Chocolate consumption, especially dark chocolate is associated with lowering of lipid peroxidation and thereby improving cardiovascular risk (6). The polyphenolic compounds present in dark chocolate including epicatechin, a known natural antioxidant, are implicated in many of the salutary effects of dark chocolate, partly via inhibition of nicotinamide adenine dinucleotide phosphate-oxidase (NOX) (7). Experimental models demonstrate that the mitochondrial oxidation of fatty acids is enhanced in nonalcoholic fatty liver disease (NAFLD), such that increased flux through the mitochondrial tricarboxylic cycle leads to an increase in reactive oxygen species (ROS) and induction of proinflammatory mediators; furthermore, the inhibition of this flux mitigates hepatic insulin resistance, ROS and inflammation (8). Therefore, inhibition of ROS signaling presents an attractive therapeutic opportunity (2).

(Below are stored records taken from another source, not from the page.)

use std::sync::Arc;

use anyhow::Result;
use serde_json::json;
use serde_json::Map;

use super::Preferences;
use crate::domain::models::KeyValueStore;
use crate::domain::models::LanguageName;
use crate::domain::models::UserPreferences;
use crate::infrastructure::stores::memory::MemoryStore;

#[tokio::test]
async fn it_defaults_to_cpp_at_16px() -> Result<()> {
    let prefs = Preferences::new(Arc::new(MemoryStore::default())).load().await?;
    assert_eq!(prefs, UserPreferences::default());
    assert_eq!(prefs.language, LanguageName::Cpp);
    assert_eq!(prefs.font_size, 16);
    return Ok(());
}

#[tokio::test]
async fn it_persists_selector_values() -> Result<()> {
    let memory = Arc::new(MemoryStore::default());
    let prefs = Preferences::new(memory.clone());

    prefs.set_language(LanguageName::Java).await?;
    prefs.set_font_size(20).await?;

    let raw = memory.get(&["language", "fontSize"]).await?;
    assert_eq!(raw["language"], json!("java"));
    assert_eq!(raw["fontSize"], json!("20px"));

    let loaded = prefs.load().await?;
    assert_eq!(loaded.language, LanguageName::Java);
    assert_eq!(loaded.font_size, 20);
    return Ok(());
}

#[tokio::test]
async fn it_ignores_unknown_stored_values() -> Result<()> {
    let memory = Arc::new(MemoryStore::default());
    let mut items = Map::new();
    items.insert("language".to_string(), json!("cobol"));
    items.insert("fontSize".to_string(), json!("13px"));
    memory.set(items).await?;

    let loaded = Preferences::new(memory).load().await?;
    assert_eq!(loaded, UserPreferences::default());
    return Ok(());
}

In this single blind, crossover trial, 19 NASH subjects and 19 age, gender, and body mass index matched controls were randomized to 20 g dark chocolate or milk chocolate twice a day for 2 weeks, with a 1 week washout period in between. By self-monitoring, caloric intake was identical among subjects, and adjusted for chocolate-derived energy. NASH subjects had higher serum levels of soluble NOX2-derivative peptide (sNOX2-dp) and serum isoprostanes, both markers of oxidative signaling, compared to controls. Hepatic steatosis by ultrasonography and serum cytokeratin 18 fragment M30 (CK-18 M30), a marker of caspase activation were also elevated in NASH subjects. Following dark chocolate administration for 2 weeks there was a significant reduction in serum sNOX2-dp and isoprostane levels. This effect was not observed following milk chocolate administration. In keeping with this, there was a significantly greater increase in total polyphenols and an epicatechin metabolite following dark chocolate administration. This correlated, in the dark chocolate group, with a reduction in circulating CK-18 M30 levels; together, indicating a reduction in oxidative signaling and apoptosis. Innate immune cell-mediated inflammation and hepatocyte apoptosis are key pathogenic events in NASH. Indeed, in this study the cellular targets, i.e., hepatocytes vs. innate immune cells, or the subcellular pathways responsible for the reduction in liver injury and ROS production have not been dissected. Though dark chocolate led to a reduction in the sNOX2-dp levels, NOX2 is predominantly found on phagocytically active cells such as neutrophils and macrophages, though reported on hepatocytes and other liver cell types (9). Furthermore, the markers of oxidative stress and apoptosis utilized in this study remain non-specific, such that, we cannot convincingly conclude that ROS signaling and apoptosis were lowered in the liver following dark chocolate consumption.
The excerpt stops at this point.